“As long as one keeps searching, the answers come” – Joan Baez
Do I really want to read this book?
You Remind Me of Me: A Novel (Paperback)
by Dan Chaon (Author)
"Three lives viewed through a kaleidoscope of memories and secret pain assume a kind of mythical dimension in Chaon’s piercingly poignant tale of fate, chance and search for redemption. As he demonstrated in his short story collection Among the Missing, Chaon has a sensitive radar for the daily routines of people striving to escape the margins of poverty and establish meaningful lives. Here, a woman’s unsuccessful effort to rise above the pain of giving away an illegitimate baby, and to fight against mental illness and offer love to a second child, blights all their lives… "
I am about 100 pages in and wow, its tough. Seriously tough. The maternity home references, the character reaction to the home, her feelings, etc. are quite powerful and yeah, equally triggering.
Books like this take me some time to get through. While normally I can devour a book in an evening, a weekend or a few days, books like this get opened, closed, picked up, put down, cried on, thrown across the room and even at times given away or discarded. (The Primal Wound has taken quite a beating in my house and as of today it is not even here. I lent it to a cutie boy aDad friend of mine to read to better understand his adopted daughters).
I muse over this books and wonder why I read such things. Is this my way to continually punish myself? To continually walk into the emotional torture room and self-flagellate? Or do I get some sort of healing from it? Am I stronger upon reading or weaker or somewhere in between?
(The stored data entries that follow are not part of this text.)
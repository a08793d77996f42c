//! Shared news data model.
//!
//! Downstream readers (the dashboard, the chat assistant) only ever read
//! `NewsRecord` rows. They split `content_summary` back into its two halves
//! with `content::split_content_summary` and own any highlighting of the
//! `{{...}}` spans inside `key_stats`.

pub mod content;
pub mod defs;

pub use content::{compose_content_summary, highlight_spans, split_content_summary, KEY_STATS_SEPARATOR};
pub use defs::{
    FeedSource, NewNewsRecord, NewsRecord, RawArticle, RecordId, SentimentBand, StructuredSummary,
    SENTIMENT_RANGE,
};
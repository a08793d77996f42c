//! Main-content extraction for publisher pages.
//!
//! Title: `og:title`, then the first `<h1>`, then `<title>`, then the caller's
//! fallback. Empty when none of those is present.
//!
//! Body: JSON-LD `articleBody` when a page ships one, otherwise the
//! paragraphs of the first of `<article>`, `<main>` and `<body>` that yields any
//! readable text. Paragraphs nested in page chrome are ignored and very short
//! ones are treated as boilerplate.

use crate::rss_utils::text::normalize_whitespace;
use crate::types::{IngestError, RawArticle, Result};
use scraper::{ElementRef, Html, Selector};
use tracing::debug;

const CONTAINERS: [&str; 3] = ["article", "main", "body"];
// `form` is absent: some sites wrap the whole page in one.
const BOILERPLATE_TAGS: [&str; 7] = [
    "nav", "header", "footer", "aside", "script", "style", "noscript",
];
const MIN_PARAGRAPH_CHARS: usize = 40;

fn selector(css: &str) -> Result<Selector> {
    Selector::parse(css)
        .map_err(|e| IngestError::Extraction(format!("invalid selector {}: {:?}", css, e)))
}

pub fn extract_article(html: &str, fallback_title: Option<&str>) -> Result<RawArticle> {
    let doc = Html::parse_document(html);

    // An empty title is left for the caller to fill from the feed entry.
    let title = extract_title(&doc)?
        .or_else(|| fallback_title.map(|t| t.trim().to_string()))
        .unwrap_or_default();

    let body = match extract_json_ld_body(&doc)? {
        Some(body) => body,
        None => extract_paragraph_body(&doc)?,
    };

    if body.trim().is_empty() {
        return Err(IngestError::Extraction("empty article body".to_string()));
    }

    Ok(RawArticle { title, body })
}

fn extract_title(doc: &Html) -> Result<Option<String>> {
    let og = selector("meta[property='og:title']")?;
    if let Some(content) = doc
        .select(&og)
        .filter_map(|m| m.value().attr("content"))
        .map(normalize_whitespace)
        .find(|t| !t.is_empty())
    {
        return Ok(Some(content));
    }

    for css in ["h1", "title"] {
        let sel = selector(css)?;
        if let Some(text) = doc
            .select(&sel)
            .map(|n| normalize_whitespace(&n.text().collect::<String>()))
            .find(|t| !t.is_empty())
        {
            return Ok(Some(text));
        }
    }

    Ok(None)
}

fn extract_json_ld_body(doc: &Html) -> Result<Option<String>> {
    let script_selector = selector("script[type='application/ld+json']")?;

    for script in doc.select(&script_selector) {
        let raw = script.text().collect::<String>();
        let json = match serde_json::from_str::<serde_json::Value>(raw.trim()) {
            Ok(json) => json,
            Err(e) => {
                debug!("Ignoring unparseable JSON-LD block: {}", e);
                continue;
            }
        };

        if let Some(body) = find_article_body(&json) {
            return Ok(Some(body));
        }
    }

    Ok(None)
}

fn find_article_body(value: &serde_json::Value) -> Option<String> {
    match value {
        serde_json::Value::Object(obj) => {
            if let Some(body) = obj.get("articleBody").and_then(|b| b.as_str()) {
                let body = body.trim();
                if !body.is_empty() {
                    return Some(body.to_string());
                }
            }
            obj.get("@graph").and_then(find_article_body)
        }
        serde_json::Value::Array(items) => items.iter().find_map(find_article_body),
        _ => None,
    }
}

fn extract_paragraph_body(doc: &Html) -> Result<String> {
    for container in CONTAINERS {
        let sel = selector(&format!("{} p", container))?;
        let paragraphs: Vec<String> = doc
            .select(&sel)
            .filter(|p| !inside_boilerplate(p))
            .map(|p| normalize_whitespace(&p.text().collect::<String>()))
            .filter(|t| t.chars().count() >= MIN_PARAGRAPH_CHARS)
            .collect();

        if !paragraphs.is_empty() {
            debug!("Extracted {} paragraphs from <{}>", paragraphs.len(), container);
            return Ok(paragraphs.join("\n\n"));
        }
    }

    Err(IngestError::Extraction("no readable paragraphs".to_string()))
}

fn inside_boilerplate(element: &ElementRef<'_>) -> bool {
    element.ancestors().any(|node| {
        node.value()
            .as_element()
            .map(|e| BOILERPLATE_TAGS.contains(&e.name()))
            .unwrap_or(false)
    })
}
What am I hoping to find in all this adoption trauma reading I do? The answer? Some explanation? Some golden key to understand how and why this was done to my child and me? Some healing balm that suddenly makes it alright? Some explanation for why and how social workers who KNEW that separating mother and child was damanging – yet they did it anyway? Some understanding as to how Seymour Kurtz and his ring of baby thieves can sleep at night knowing what they did to so many mothers, children and adoptive families all in the name of the almighty dollar?
What am I looking for?
A friend recently told me she thought that her search for her mother, and eventually finding of her, would fix her. She thought she would feel whole and better and normal. She doesn’t. While she is happy she found her mama, she still feels broken and twisted.
Normally, I would have hugged her, offered some inspirational words or resources or others to talk to.
Her statement made me realize how broken and twisted I am as well.